On the fourth day of my confinement, a bang on my door came even though I had already finished my morning gruel. I waded across as the food door flapped opened. Candlelight flooded through the slot. The light was dull, but my light-starved eyes felt stabbed with maguey needles as I stared at it.
"Come into the light so I can see your face," the man holding the candle said.
I did as instructed. After a moment the candle was removed. I heard the scrap of wood as he moved a stool into position so he could sit and speak to me through the window. Human contact! I was close to tears at the notion that someone wanted to speak to me. Now I would find out what had happened to the don and his family and what the charges were against me.
"I have come to hear your confession for the transgressions you have committed against God and His Church," the man said. His voice was a monotone, the tone of a priest reciting a prayer that he had recited a thousand times before.
"I have committed no crimes. What am I charged with?"
"I am not permitted to tell you the charges."

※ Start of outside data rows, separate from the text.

//! HTTP handlers, one module per workflow stage, mounted under `/api/v1`.

pub mod approval;
pub mod auth;
pub mod health;
pub mod payments;
pub mod planning;
pub mod purchase_orders;
pub mod receiving;
pub mod reports;

use axum::Router;

use crate::AppState;

pub fn api_routes() -> Router<AppState> {
    Router::new()
        .nest("/planning", planning::routes())
        .nest("/approvals", approval::routes())
        .nest("/purchase-orders", purchase_orders::routes())
        .nest("/receiving", receiving::routes())
        .nest("/payments", payments::routes())
        .nest("/reports", reports::routes())
        .nest("/auth", auth::routes())
}
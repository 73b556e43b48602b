//! Workflow services: one per procurement stage, all sharing the store
//! client and the sequential submitter.

pub mod approval;
pub mod auth;
pub mod payments;
pub mod planning;
pub mod purchase_orders;
pub mod receiving;
pub mod reporting;

use std::sync::Arc;

use crate::config::AppConfig;
use crate::errors::ServiceError;
use crate::sheets::{StoreClient, Submitter};

/// Aggregate of the services used by the HTTP handlers.
#[derive(Clone)]
pub struct AppServices {
    pub planning: Arc<planning::PlanningService>,
    pub approval: Arc<approval::ApprovalService>,
    pub purchase_orders: Arc<purchase_orders::PurchaseOrderService>,
    pub receiving: Arc<receiving::ReceivingService>,
    pub payments: Arc<payments::PaymentService>,
    pub reporting: Arc<reporting::ReportingService>,
    pub auth: Arc<auth::AuthService>,
}

impl AppServices {
    pub fn from_config(config: &AppConfig) -> Result<Self, ServiceError> {
        let endpoint = config
            .store_endpoint_url()
            .map_err(|e| ServiceError::Internal(e.to_string()))?;
        let client = StoreClient::new(endpoint, config.request_timeout())?;
        let submitter = Submitter::new(client.clone(), config.retry_policy())
            .with_delay(config.submit_delay());
        Ok(Self::new(
            client,
            submitter,
            config.master_sheet_id.clone(),
            config.upload_folder_id.clone(),
        ))
    }

    pub fn new(
        client: StoreClient,
        submitter: Submitter,
        master_sheet_id: String,
        upload_folder_id: String,
    ) -> Self {
        let planning = Arc::new(planning::PlanningService::new(
            client.clone(),
            submitter.clone(),
            master_sheet_id,
        ));
        let approval = Arc::new(approval::ApprovalService::new(
            client.clone(),
            submitter.clone(),
        ));
        let purchase_orders = Arc::new(purchase_orders::PurchaseOrderService::new(
            client.clone(),
            submitter.clone(),
        ));
        let receiving = Arc::new(receiving::ReceivingService::new(
            client.clone(),
            submitter.clone(),
            purchase_orders.clone(),
            upload_folder_id,
        ));
        let payments = Arc::new(payments::PaymentService::new(
            client.clone(),
            submitter,
            purchase_orders.clone(),
        ));
        let reporting = Arc::new(reporting::ReportingService::new(client.clone()));
        let auth = Arc::new(auth::AuthService::new(client));
        Self {
            planning,
            approval,
            purchase_orders,
            receiving,
            payments,
            reporting,
            auth,
        }
    }
}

"Then how can I confess? If I don't know the charges, what should I confess to? I can confess to impure thoughts when I saw a woman. Frequenting a tavern when I should have been in mass."
"Those are for the confessional booth. The Holy Office demands that you confess to crimes. You know the true nature of those crimes."
"I have not committed any crimes." Standing in the cold water, my body shivered and the words came out with a stutter. Of course, I was lying. I had committed many crimes. But none against God.
"Your denial will not do. If you were not guilty, you would not have been arrested and brought here. This is a House of the Guilty. The Holy Office investigates each charge thoroughly before taking a person into custody. It does not hunt down the sacrilegious, they are drawn to it by God's hand."
"I was brought here by devils, not angels."
"That is blasphemous! Speak not that way—you will not gain the Lord's mercy vilifying His servants. Understand this: If you do not confess your crimes against God and His Church, you will be put to the question."
"You mean tortured?" Anger was rising in me because I realized the helplessness of my situation. If I confessed to religious crimes, I would find myself at an auto-da-fé stake with a fire roaring around me. And if I refused to confess to things I never did, I would be tortured until I confessed to them.
"Like all men who have lived and loved and fought," I said, "I may have transgressed at some time. But these are not insults to God, nor do they jeopardize my mortal soul. I confessed my sins to the Church and have been granted absolution. If there are other matters, you must tell me of what I am accused so I may tell you whether there is any truth to the tales."
"That is not how the Holy Office does its sacred work. I am not authorized to tell you the charges. You will learn those when you appear before the tribunal. But it will go easier on you if you confess now so you can put yourself at their mercy. If you do not confess, the truth will be wrenched out of you."
"What is the value of words drawn with pain? How can the Church treat its children like this?"